[EXERCISE] Nothing is needed except the lines below that run from the one with "head, tail, exponent)" through the one with "let re_num = add(arena, a, &br, g)?;", repeated exactly.

Content starts

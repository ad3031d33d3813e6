//! String Codec Module
//!
//! Decimal text to and from multiprecision numbers.
//!
//! ## Numeral Syntax
//!
//! ```text
//! [sign] digits [ . digits ] [ (e|E) [sign] digits ]
//! ```
//!
//! Either the integral or the fractional digit run may be empty, not both.
//! Surrounding whitespace is ignored. Decimal digits are grouped into radix
//! digits of seven characters aligned on the decimal point, and the value is
//! rounded half away from zero to the requested precision.
//!
//! ## Formats
//!
//! - [`StringCodec::format`]: exact scientific text, the round-trip form
//! - [`StringCodec::format_fixed`]: fixed number of decimals
//! - [`StringCodec::format_scientific`]: fixed number of significant digits

use entities_multiprecision::{round_buffer, Arena, MpDigit, MpError, MpNumber, MpResult, Temp};

use crate::common::{decimal_digits, round_at};

/// Decimal string codec
pub struct StringCodec;

fn invalid(text: &str, reason: &'static str) -> MpError {
    MpError::InvalidNumeral {
        text: text.to_string(),
        reason,
    }
}

/// Split of a numeral into its syntactic parts
struct Numeral<'t> {
    negative: bool,
    integral: &'t str,
    fraction: &'t str,
    exponent: i64,
}

impl<'t> Numeral<'t> {
    fn scan(text: &'t str) -> MpResult<Self> {
        let body = text.trim();
        if body.is_empty() {
            return Err(invalid(text, "empty numeral"));
        }
        let (negative, body) = match body.as_bytes()[0] {
            b'-' => (true, &body[1..]),
            b'+' => (false, &body[1..]),
            _ => (false, body),
        };
        let (mantissa, exponent) = match body.find(['e', 'E']) {
            Some(at) => (&body[..at], Some(&body[at + 1..])),
            None => (body, None),
        };
        let (integral, fraction) = match mantissa.find('.') {
            Some(at) => (&mantissa[..at], &mantissa[at + 1..]),
            None => (mantissa, ""),
        };
        if integral.is_empty() && fraction.is_empty() {
            return Err(invalid(text, "no digits"));
        }
        if !integral.bytes().chain(fraction.bytes()).all(|b| b.is_ascii_digit()) {
            return Err(invalid(text, "unexpected character"));
        }
        let exponent = match exponent {
            None => 0,
            Some(e) => {
                let digits = e.strip_prefix(['+', '-']).unwrap_or(e);
                if digits.is_empty() || !digits.bytes().all(|b| b.is_ascii_digit()) {
                    return Err(invalid(text, "malformed exponent"));
                }
                e.parse::<i64>()
                    .map_err(|_| invalid(text, "exponent too large"))?
            }
        };
        Ok(Self {
            negative,
            integral,
            fraction,
            exponent,
        })
    }
}

impl StringCodec {
    /// Parse a decimal numeral at precision `n`
    ///
    /// # Errors
    ///
    /// * `InvalidNumeral` - `text` does not follow the numeral syntax
    /// * `ExponentOverflow` - the value exceeds the representable range
    pub fn parse<'a>(arena: &'a Arena, text: &str, n: usize) -> MpResult<Temp<'a>> {
        let numeral = Numeral::scan(text)?;
        let all: String = numeral.integral.chars().chain(numeral.fraction.chars()).collect();
        let significant = all.trim_start_matches('0');
        if significant.is_empty() {
            return Ok(arena.alloc(n));
        }
        // power of ten of the first significant digit
        let top = numeral
            .exponent
            .checked_add(numeral.integral.len() as i64)
            .and_then(|p| p.checked_sub((all.len() - significant.len()) as i64 + 1))
            .ok_or_else(|| invalid(text, "exponent too large"))?;
        let pad = 6 - top.rem_euclid(7) as usize;
        let exponent = top.div_euclid(7);

        // only the digits that can influence rounding at precision n
        let groups_needed = n.max(1) + 1;
        let mut aligned = "0".repeat(pad);
        aligned.extend(significant.chars().take(groups_needed * 7));
        let mut digits: Vec<MpDigit> = Vec::with_capacity(groups_needed);
        for chunk in aligned.as_bytes().chunks(7) {
            let group = chunk
                .iter()
                .chain(std::iter::repeat(&b'0'))
                .take(7)
                .fold(0, |acc, &b| acc * 10 + MpDigit::from(b - b'0'));
            digits.push(group);
        }
        round_buffer(arena, numeral.negative, exponent, &digits, n)
    }

    /// Exact scientific rendering, parseable back to the same value
    pub fn format(x: &MpNumber) -> String {
        x.to_string()
    }

    /// Render with exactly `decimals` fractional digits
    pub fn format_fixed(x: &MpNumber, decimals: usize) -> String {
        let (digits, exp10) = decimal_digits(x);
        let scaled = round_at(&digits, exp10, -(decimals as i64));
        let padded = if scaled.len() <= decimals {
            format!("{}{}", "0".repeat(decimals + 1 - scaled.len()), scaled)
        } else {
            scaled
        };
        let (whole, fraction) = padded.split_at(padded.len() - decimals);
        let sign = if x.is_negative() && padded.bytes().any(|b| b != b'0') {
            "-"
        } else {
            ""
        };
        if decimals == 0 {
            format!("{}{}", sign, whole)
        } else {
            format!("{}{}.{}", sign, whole, fraction)
        }
    }

    /// Render with `significant` significant digits, e.g. `-1.250E+3`
    pub fn format_scientific(x: &MpNumber, significant: usize) -> String {
        let significant = significant.max(1);
        if x.is_zero() {
            return mantissa_text("", &"0".repeat(significant), 0);
        }
        let (digits, exp10) = decimal_digits(x);
        let mut top = exp10 + digits.len() as i64 - 1;
        let mut scaled = round_at(&digits, exp10, top - (significant as i64 - 1));
        if scaled.len() > significant {
            top += 1;
            scaled.truncate(significant);
        }
        let sign = if x.is_negative() { "-" } else { "" };
        mantissa_text(sign, &scaled, top)
    }
}

fn mantissa_text(sign: &str, digits: &str, exponent: i64) -> String {
    let (head, tail) = digits.split_at(1);
    if tail.is_empty() {
        format!("{}{}E{:+}", sign, head, exponent)
    } else {
        format!("{}{}.{}E{:+}", sign, head, tail, exponent)
    }
}
impl fmt::Debug for MpComplex<'_> {
    fn fmt(&self, f: &mut fmt::Formatter<'_>) -> fmt::Result {
        f.debug_struct("MpComplex")
            .field("re", &*self.re)
            .field("im", &*self.im)
            .finish()
    }
}

impl fmt::Display for MpComplex<'_> {
    fn fmt(&self, f: &mut fmt::Formatter<'_>) -> fmt::Result {
        if self.im.is_negative() {
            let mut magnitude = self.im.clone();
            magnitude.make_positive();
            write!(f, "{} - {}i", *self.re, *magnitude)
        } else {
            write!(f, "{} + {}i", *self.re, *self.im)
        }
    }
}

/// Round both parts of a working-precision result to `n`
fn finish<'a>(ctx: &'a Context, re: &MpNumber, im: &MpNumber, n: usize) -> MpResult<MpComplex<'a>> {
    let arena = ctx.arena();
    Ok(MpComplex::new(round_copy(arena, re, n)?, round_copy(arena, im, n)?))
}

/// `x·y` at precision `n`
pub fn cmul<'a>(ctx: &'a Context, x: ComplexRef<'_>, y: ComplexRef<'_>, n: usize) -> MpResult<MpComplex<'a>> {
    let arena = ctx.arena();
    let g = fun_digits(n);
    let (a, b) = x;
    let (c, d) = y;
    let ac = mul(arena, a, c, g)?;
    let bd = mul(arena, b, d, g)?;
    let ad = mul(arena, a, d, g)?;
    let bc = mul(arena, b, c, g)?;
    let re = sub(arena, &ac, &bd, n)?;
    let im = add(arena, &ad, &bc, n)?;
    Ok(MpComplex::new(re, im))
}

/// `x / y` at precision `n`, by Smith's method
///
/// # Errors
///
/// * `DivisionByZero` - `y` is zero
pub fn cdiv<'a>(ctx: &'a Context, x: ComplexRef<'_>, y: ComplexRef<'_>, n: usize) -> MpResult<MpComplex<'a>> {
    let arena = ctx.arena();
    let (a, b) = x;
    let (c, d) = y;
    if c.is_zero() && d.is_zero() {
        return Err(MpError::DivisionByZero);
    }
    let g = fun_digits(n);
    if compare_magnitude(c, d).is_ge() {
        // r = d/c, den = c + d·r
        let r = div(arena, d, c, g)?;
        let dr = mul(arena, d, &r, g)?;
        let den = add(arena, c, &dr, g)?;
        let br = mul(arena, b, &r, g)?;
        let ar = mul(arena, a, &r, g)?;
        let re_num = add(arena, a, &br, g)?;
        let im_num = sub(arena, b, &ar, g)?;
        let re = div(arena, &re_num, &den, n)?;
        let im = div(arena, &im_num, &den, n)?;
        Ok(MpComplex::new(re, im))
    } else {
        // r = c/d, den = c·r + d
        let r = div(arena, c, d, g)?;
        let cr = mul(arena, c, &r, g)?;
        let den = add(arena, &cr, d, g)?;
        let ar = mul(arena, a, &r, g)?;
        let br = mul(arena, b, &r, g)?;
        let re_num = add(arena, &ar, b, g)?;
        let im_num = sub(arena, &br, a, g)?;
        let re = div(arena, &re_num, &den, n)?;
        let im = div(arena, &im_num, &den, n)?;
        Ok(MpComplex::new(re, im))
    }
}

/// `|x|` at precision `n`
pub fn cabs<'a>(ctx: &'a Context, x: ComplexRef<'_>, n: usize) -> MpResult<Temp<'a>> {
    hypot(ctx, x.0, x.1, n)
}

Content ends

[THE ANSWER]
        format!("{}{}.{}E{:+}", sign, head, tail, exponent)
    }
}
impl fmt::Debug for MpComplex<'_> {
    fn fmt(&self, f: &mut fmt::Formatter<'_>) -> fmt::Result {
        f.debug_struct("MpComplex")
            .field("re", &*self.re)
            .field("im", &*self.im)
            .finish()
    }
}

impl fmt::Display for MpComplex<'_> {
    fn fmt(&self, f: &mut fmt::Formatter<'_>) -> fmt::Result {
        if self.im.is_negative() {
            let mut magnitude = self.im.clone();
            magnitude.make_positive();
            write!(f, "{} - {}i", *self.re, *magnitude)
        } else {
            write!(f, "{} + {}i", *self.re, *self.im)
        }
    }
}

/// Round both parts of a working-precision result to `n`
fn finish<'a>(ctx: &'a Context, re: &MpNumber, im: &MpNumber, n: usize) -> MpResult<MpComplex<'a>> {
    let arena = ctx.arena();
    Ok(MpComplex::new(round_copy(arena, re, n)?, round_copy(arena, im, n)?))
}

/// `x·y` at precision `n`
pub fn cmul<'a>(ctx: &'a Context, x: ComplexRef<'_>, y: ComplexRef<'_>, n: usize) -> MpResult<MpComplex<'a>> {
    let arena = ctx.arena();
    let g = fun_digits(n);
    let (a, b) = x;
    let (c, d) = y;
    let ac = mul(arena, a, c, g)?;
    let bd = mul(arena, b, d, g)?;
    let ad = mul(arena, a, d, g)?;
    let bc = mul(arena, b, c, g)?;
    let re = sub(arena, &ac, &bd, n)?;
    let im = add(arena, &ad, &bc, n)?;
    Ok(MpComplex::new(re, im))
}

/// `x / y` at precision `n`, by Smith's method
///
/// # Errors
///
/// * `DivisionByZero` - `y` is zero
pub fn cdiv<'a>(ctx: &'a Context, x: ComplexRef<'_>, y: ComplexRef<'_>, n: usize) -> MpResult<MpComplex<'a>> {
    let arena = ctx.arena();
    let (a, b) = x;
    let (c, d) = y;
    if c.is_zero() && d.is_zero() {
        return Err(MpError::DivisionByZero);
    }
    let g = fun_digits(n);
    if compare_magnitude(c, d).is_ge() {
        // r = d/c, den = c + d·r
        let r = div(arena, d, c, g)?;
        let dr = mul(arena, d, &r, g)?;
        let den = add(arena, c, &dr, g)?;
        let br = mul(arena, b, &r, g)?;
        let ar = mul(arena, a, &r, g)?;
        let re_num = add(arena, a, &br, g)?;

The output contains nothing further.